* To do: Take the lines below beginning at the line that has "pub mod users;" and stopping after the line that has "pub(crate) fn parse_db_timestamp(raw: &str, record_id: &str)", and print them exactly as they are, with no other lines.

Data shown section start

pub mod error;
pub mod middleware;
pub mod password;
pub mod state;
pub mod tokens;
pub mod users;
pub mod videos;

use chrono::{DateTime, NaiveDateTime, Utc};
use tracing::warn;

/// Parse a SQLite `datetime('now')` timestamp into a UTC datetime.
/// SQLite stores these as "YYYY-MM-DD HH:MM:SS" without a timezone.
pub(crate) fn parse_db_timestamp(raw: &str, record_id: &str) -> DateTime<Utc> {
    raw.parse::<DateTime<Utc>>()
        .or_else(|_| {
            NaiveDateTime::parse_from_str(raw, "%Y-%m-%d %H:%M:%S").map(|ndt| ndt.and_utc())
        })
        .unwrap_or_else(|e| {
            warn!("Corrupt created_at '{}' on record '{}': {}", raw, record_id, e);
            DateTime::default()
        })
}

#[cfg(test)]
mod tests {
    use super::parse_db_timestamp;
    use chrono::{Datelike, Timelike};

    #[test]
    fn parses_sqlite_datetime_format() {
        let ts = parse_db_timestamp("2026-08-29 12:34:56", "r1");
        assert_eq!(ts.year(), 2026);
        assert_eq!(ts.hour(), 12);
    }

    #[test]
    fn corrupt_timestamp_falls_back_to_default() {
        let ts = parse_db_timestamp("not-a-date", "r1");
        assert_eq!(ts, chrono::DateTime::<chrono::Utc>::default());
    }
}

Data shown section end

* Task solution:
pub mod users;
pub mod videos;

use chrono::{DateTime, NaiveDateTime, Utc};
use tracing::warn;

/// Parse a SQLite `datetime('now')` timestamp into a UTC datetime.
/// SQLite stores these as "YYYY-MM-DD HH:MM:SS" without a timezone.
pub(crate) fn parse_db_timestamp(raw: &str, record_id: &str) -> DateTime<Utc> {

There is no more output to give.